Zardari would have lunch with Singh in New Delhi and finish the one-day trip with a "private visit for prayers" at the shrine of Sufi saint Hazrat Khwaja Gharib Nawaz in Ajmer Sharif, a popular pilgrimage site. "The president has also accepted the invitation of Indian Prime Minister Manmohan Singh for lunch in New Delhi en route to Ajmer Sharif," said Zardari's spokesman Farhatullah Babar.
India's foreign ministry declined to confirm the visit. But Pakistani foreign ministry spokesman Abdul Basit said it would help build normal relations between the two neighbours and promote regional stability. "President Zardari's meeting with Prime Minister Singh will contribute towards translating the president's vision of inter-regional co-operation and harmony," he said.

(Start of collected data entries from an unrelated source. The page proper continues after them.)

//! Album listings over the catalog.
//!
//! Sits between the raw [`Catalog`] and anything that renders it. Two
//! operations, both exactly one level deep:
//!
//! - [`list_albums`]: the child albums of a folder, each with the counts
//!   and cover image an overview page shows next to its title.
//! - [`list_images`]: the images directly inside one folder, sorted.
//!
//! An overview survives a stale parent id and shows an empty listing;
//! asking for the images of a folder that no longer exists is a real miss
//! and reported as [`FolderNotFound`].

use crate::catalog::{Catalog, FolderId, ImageAsset};
use crate::listing::{self, SortKey, SortOrder};
use thiserror::Error;

#[derive(Error, Debug, Clone, Copy, PartialEq, Eq)]
#[error("Folder not found: {0}")]
pub struct FolderNotFound(pub FolderId);

/// One row of an album overview.
#[derive(Debug, Clone, PartialEq)]
pub struct AlbumStats {
    pub folder: FolderId,
    pub title: String,
    /// Root-relative folder path.
    pub path: String,
    /// Immediate sub-albums only.
    pub sub_album_count: usize,
    /// Direct images only.
    pub image_count: usize,
    /// First image under the requested sort, if the album has any.
    pub cover: Option<ImageAsset>,
}

/// Stats for every immediate child album of `parent`.
///
/// Children come back in catalog order (the scan's name-sorted order);
/// `key` and `order` pick each album's cover, the first image a visitor
/// would see inside it. A `parent` that does not resolve yields an empty
/// Vec, the same face an album without sub-albums shows.
pub fn list_albums(
    catalog: &Catalog,
    parent: FolderId,
    key: SortKey,
    order: SortOrder,
) -> Vec<AlbumStats> {
    catalog
        .subfolders(parent)
        .into_iter()
        .filter_map(|child| album_stats(catalog, child.id, key, order))
        .collect()
}

/// Stats for one album folder, or `None` when the id does not resolve.
pub fn album_stats(
    catalog: &Catalog,
    folder: FolderId,
    key: SortKey,
    order: SortOrder,
) -> Option<AlbumStats> {
    let folder = catalog.folder(folder)?;
    Some(AlbumStats {
        folder: folder.id,
        title: folder.title.clone(),
        path: folder.path.clone(),
        sub_album_count: catalog.subfolders(folder.id).len(),
        image_count: catalog.images_in(folder.id).len(),
        cover: cover_image(catalog, folder.id, key, order),
    })
}

/// The image shown as an album's cover: first under the given sort.
fn cover_image(
    catalog: &Catalog,
    folder: FolderId,
    key: SortKey,
    order: SortOrder,
) -> Option<ImageAsset> {
    let mut images = catalog.images_in(folder);
    listing::sort_images(&mut images, key, order);
    images.into_iter().next().cloned()
}

/// All images directly inside `folder`, sorted.
///
/// Never recurses into sub-albums. An existing folder with no images is an
/// empty Vec; only an id that does not resolve is an error.
pub fn list_images<'a>(
    catalog: &'a Catalog,
    folder: FolderId,
    key: SortKey,
    order: SortOrder,
) -> Result<Vec<&'a ImageAsset>, FolderNotFound> {
    if catalog.folder(folder).is_none() {
        return Err(FolderNotFound(folder));
    }
    let mut images = catalog.images_in(folder);
    listing::sort_images(&mut images, key, order);
    Ok(images)
}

G. Parthasarathy, a retired Indian diplomat and former high commissioner to Pakistan, welcomed Sunday's talks, but warned either side against getting too excited about the prospect of any breakthrough. "The very fact that the two sides will talk will improve the climate for a relationship. Of course India's core concerns on terrorism will remain, but at least they will talk," he told AFP.
Political analyst Hasan Askari said such informal meetings were a chance to "talk freely on the need to improve ties". "Both sides are favourably disposed towards improving trade and economic relations," Askari told AFP. "The major Indian interest is normalisation of trade relations towards the end of this year. Informal meetings will be supportive of that process."